The degree of severity was comparable between the two consecutive peritonitis episodes in the present patient. Brevibacterium-associated peritonitis showed more favorable clinical symptoms, whereas P. agglomerans-associated peritonitis was associated with more severe symptoms and higher CRP levels. Our findings are in line with previous findings suggesting that Pantoea-associated peritonitis is relatively more symptomatic, accompanied by fever, nausea, vomiting, and severe abdominal pain [9], [11]. However, it has been reported that peritonitis associated with P. agglomerans shows good response to antibiotics such as ciprofloxacin and aminoglycoside [8], [9], [10]. The second episode of peritonitis responded well to gentamicin treatment in the present patient.
In summary, we report two consecutive episodes of unusual peritonitis caused by different environmental organisms in a patient undergoing peritoneal dialysis. The patient was successfully treated with a 2-week course of cefazolin and ceftazidime for the Brevibacterium-associated peritonitis, and a 3-week course of gentamicin for the P. agglomerans-associated peritonitis. Although these organisms are rarely responsible for human infections, it is important to view them as pathogens rather than contaminants when isolated in patients undergoing peritoneal dialysis.

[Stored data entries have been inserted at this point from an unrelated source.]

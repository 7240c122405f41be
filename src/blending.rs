//! Weighted watermark compositing.
//!
//! Each visible watermark pixel is mixed into the base image per channel:
//! `result = (weight * watermark + (100 - weight) * base) / 100`
//!
//! Visibility is decided by [`Masking`] and which base pixels are touched by
//! [`Placement`]. The alpha channel only gates visibility, it never scales the
//! blend weight.

use image::{Rgb, RgbImage, Rgba, RgbaImage};

use crate::error::{Error, Result};

/// Upper bound of the blend weight percentage.
pub const MAX_WEIGHT: u8 = 100;

/// The watermark's contribution in percent, always within `[0, 100]`.
#[derive(Debug, Clone, Copy, PartialEq, Eq, PartialOrd, Ord)]
pub struct Weight(u8);

impl Weight {
    /// Create a weight, rejecting values above 100.
    ///
    /// # Errors
    ///
    /// Returns [`Error::InvalidWeight`] if `percent > 100`.
    pub fn new(percent: u8) -> Result<Self> {
        if percent > MAX_WEIGHT {
            return Err(Error::InvalidWeight {
                input: percent.to_string(),
                reason: "out of range",
            });
        }
        Ok(Self(percent))
    }

    /// The weight as a percentage.
    #[must_use]
    pub fn percent(self) -> u8 {
        self.0
    }

    /// Mix a watermark pixel into a base pixel with truncating integer division.
    #[must_use]
    pub fn mix(self, mark: Rgba<u8>, base: Rgb<u8>) -> Rgb<u8> {
        let w = u16::from(self.0);
        let inv = u16::from(MAX_WEIGHT) - w;
        let mut out = base;
        for ch in 0..3 {
            let mixed = (w * u16::from(mark[ch]) + inv * u16::from(base[ch])) / 100;
            // mixed <= 255 since both inputs are u8 and the weights sum to 100
            #[allow(clippy::cast_possible_truncation)]
            {
                out[ch] = mixed as u8;
            }
        }
        out
    }
}

/// How watermark pixels are masked out before blending.
#[derive(Debug, Clone, Copy, PartialEq, Eq, Default)]
pub enum Masking {
    /// Every watermark pixel is drawn.
    #[default]
    None,
    /// Only pixels with a non-zero alpha channel are drawn.
    Alpha,
    /// Pixels whose RGB equals this key color are skipped.
    Color(Rgb<u8>),
}

impl Masking {
    /// Whether a watermark pixel should be drawn.
    #[must_use]
    pub fn is_visible(&self, mark: &Rgba<u8>) -> bool {
        match self {
            Self::None => true,
            Self::Alpha => mark[3] > 0,
            Self::Color(key) => mark.0[..3] != key.0,
        }
    }
}

/// Top-left offset of a single-placed watermark.
#[derive(Debug, Clone, Copy, PartialEq, Eq, Default)]
pub struct Position {
    /// Horizontal offset in base-image pixels.
    pub x: u32,
    /// Vertical offset in base-image pixels.
    pub y: u32,
}

/// Where the watermark is drawn on the base image.
#[derive(Debug, Clone, Copy, PartialEq, Eq)]
pub enum Placement {
    /// Drawn once with its top-left corner at the given position.
    Single(Position),
    /// Tiled across the whole base image starting at `(0, 0)`.
    Grid,
}

/// Extent of the footprint used by [`Placement::Single`].
#[derive(Debug, Clone, Copy, PartialEq, Eq, Default)]
pub enum EdgeMode {
    /// The footprint is exactly the watermark's `width x height`.
    #[default]
    Exclusive,
    /// Legacy footprint: one extra column and row past the right and bottom
    /// edges, filled by wrapping back to the watermark's first column and row.
    Inclusive,
}

impl Placement {
    /// Map a base-image coordinate to a watermark coordinate.
    ///
    /// Returns `None` when the base pixel lies outside the footprint or the
    /// watermark is empty.
    #[must_use]
    pub fn locate(self, x: u32, y: u32, wm_w: u32, wm_h: u32, edge: EdgeMode) -> Option<(u32, u32)> {
        if wm_w == 0 || wm_h == 0 {
            return None;
        }
        match self {
            Self::Grid => Some((x % wm_w, y % wm_h)),
            Self::Single(origin) => {
                let dx = x.checked_sub(origin.x)?;
                let dy = y.checked_sub(origin.y)?;
                let inside = match edge {
                    EdgeMode::Exclusive => dx < wm_w && dy < wm_h,
                    EdgeMode::Inclusive => dx <= wm_w && dy <= wm_h,
                };
                inside.then_some((dx % wm_w, dy % wm_h))
            }
        }
    }
}

/// Everything that controls one blend pass.
#[derive(Debug, Clone, Copy, PartialEq, Eq)]
pub struct BlendConfig {
    /// Watermark contribution in percent.
    pub weight: Weight,
    /// Which watermark pixels are drawn.
    pub masking: Masking,
    /// Where the watermark goes.
    pub placement: Placement,
    /// Footprint extent for single placement.
    pub edge: EdgeMode,
}

/// Blend `watermark` onto a copy of `base`.
///
/// The base image is left untouched; pixels outside the placement footprint and
/// masked-out watermark pixels pass through unchanged. The caller is
/// responsible for the watermark fitting inside the base (see
/// [`crate::source::ensure_fits`]).
#[must_use]
pub fn blend(base: &RgbImage, watermark: &RgbaImage, config: &BlendConfig) -> RgbImage {
    let mut output = base.clone();
    let (wm_w, wm_h) = watermark.dimensions();
    if wm_w == 0 || wm_h == 0 {
        return output;
    }

    let mut composited = 0u64;
    for (x, y, px) in output.enumerate_pixels_mut() {
        let Some((wx, wy)) = config.placement.locate(x, y, wm_w, wm_h, config.edge) else {
            continue;
        };
        let mark = watermark.get_pixel(wx, wy);
        if config.masking.is_visible(mark) {
            *px = config.weight.mix(*mark, *px);
            composited += 1;
        }
    }

    log::debug!(
        "composited {composited} pixels at {}% weight ({:?}, {:?})",
        config.weight.percent(),
        config.placement,
        config.masking
    );
    output
}
//! Command-line interface of the oracle.
use std::ffi::OsString;
use std::path::PathBuf;
use std::time::Duration;

use clap::{Args, Parser, Subcommand};
use log::info;

use rpn_generator::GeneratorConfig;
use rpn_syntax::DivisionMode;

use crate::{OracleConfig, ResponseFormat, RunConfig};

#[derive(Parser, Debug)]
#[clap(name = "rpn-oracle", version, about, long_about = None)]
#[clap(propagate_version = true)]
pub struct Interface {
    #[clap(subcommand)]
    pub command: Commands,
}

#[derive(Subcommand, Debug)]
pub enum Commands {
    /// Check a postfix calculator against the reference evaluator
    Run(RunArgs),
    /// Print the generated cases and their expected outcomes without running a subject
    Cases(GeneratorArgs),
    /// Evaluate expressions with the reference evaluator
    Eval(EvalArgs),
}

#[derive(Args, Debug, Clone)]
pub struct GeneratorArgs {
    /// Seed for case generation. If not specified, a random seed is chosen and logged
    #[clap(long, value_parser)]
    pub seed: Option<u64>,

    /// Number of random expressions generated after the boundary cases
    #[clap(long, value_parser, default_value_t = 1000)]
    pub cases: usize,

    /// Maximum nesting depth of random expressions
    #[clap(long, value_parser, default_value_t = 10)]
    pub max_depth: usize,

    /// Maximum number of digits in generated operands
    #[clap(long, value_parser, default_value_t = 6)]
    pub max_digits: usize,

    /// Maximum number of digits in the exponent of `pow` boundary cases
    #[clap(long, value_parser, default_value_t = 1)]
    pub max_exponent_digits: usize,

    /// Probability that a random subexpression stops at a literal
    #[clap(long, value_parser, default_value_t = 0.7)]
    pub stop_probability: f64,

    /// Rounding of `/` and `%` when the quotient is inexact
    #[clap(long, value_parser, default_value_t = DivisionMode::Floor)]
    pub division: DivisionMode,

    /// Spelling of the remainder operator in generated expressions, `%` or `%%`
    #[clap(long, value_parser, default_value = "%")]
    pub modulo_token: String,

    /// Only check random expressions
    #[clap(long, action)]
    pub skip_boundary: bool,
}
impl GeneratorArgs {
    /// The requested seed, or a fresh random one
    pub fn seed(&self) -> u64 {
        match self.seed {
            Some(seed) => seed,
            None => {
                let seed = rand::random();
                info!("no seed given, using {}", seed);
                seed
            }
        }
    }

    pub fn generator_config(&self) -> GeneratorConfig {
        GeneratorConfig {
            max_depth: self.max_depth,
            max_digits: self.max_digits,
            max_exponent_digits: self.max_exponent_digits,
            stop_probability: self.stop_probability,
            modulo_token: self.modulo_token.clone(),
        }
    }
}

#[derive(Args, Debug, Clone)]
pub struct RunArgs {
    #[clap(flatten)]
    pub generator: GeneratorArgs,

    /// Text the subject prints when an expression divides by zero
    #[clap(long, value_parser, default_value = "division by zero")]
    pub zero_division_marker: String,

    /// Require responses to be exactly the canonical decimal rendering of the result
    #[clap(long, action)]
    pub strict: bool,

    /// How long to wait for each response, in milliseconds
    #[clap(long, value_parser, default_value_t = 10_000)]
    pub timeout_ms: u64,

    /// The calculator under test. Bare names are looked up on PATH
    #[clap(value_parser)]
    pub subject: PathBuf,

    /// Arguments passed to the subject
    #[clap(last(true), value_parser)]
    pub args: Vec<OsString>,
}
impl RunArgs {
    pub fn run_config(&self, seed: u64) -> RunConfig {
        RunConfig {
            program: self.subject.clone(),
            args: self.args.clone(),
            timeout: Duration::from_millis(self.timeout_ms),
            seed,
            cases: self.generator.cases,
            skip_boundary: self.generator.skip_boundary,
            generator: self.generator.generator_config(),
            oracle: OracleConfig {
                mode: self.generator.division,
                format: if self.strict {
                    ResponseFormat::Strict
                } else {
                    ResponseFormat::Lenient
                },
                zero_division_marker: self.zero_division_marker.clone(),
            },
        }
    }
}

#[derive(Args, Debug, Clone)]
pub struct EvalArgs {
    /// Rounding of `/` and `%` when the quotient is inexact
    #[clap(long, value_parser, default_value_t = DivisionMode::Floor)]
    pub division: DivisionMode,

    /// The expression to evaluate. If omitted, expressions are read from stdin, one per line
    #[clap(value_parser, allow_hyphen_values = true)]
    pub expression: Vec<String>,
}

Plant-associated thorn injuries should be assessed in patients with P. agglomerans-associated peritonitis; less frequently, translocation of bacteria from the gastrointestinal tract should be considered as the source of infection.

Conflict of interest

None declared.


This research was supported by the Korea Science and Engineering Foundation through the Medical Research Center for Gene Regulation grant (2011-0030732) at Chonnam National University.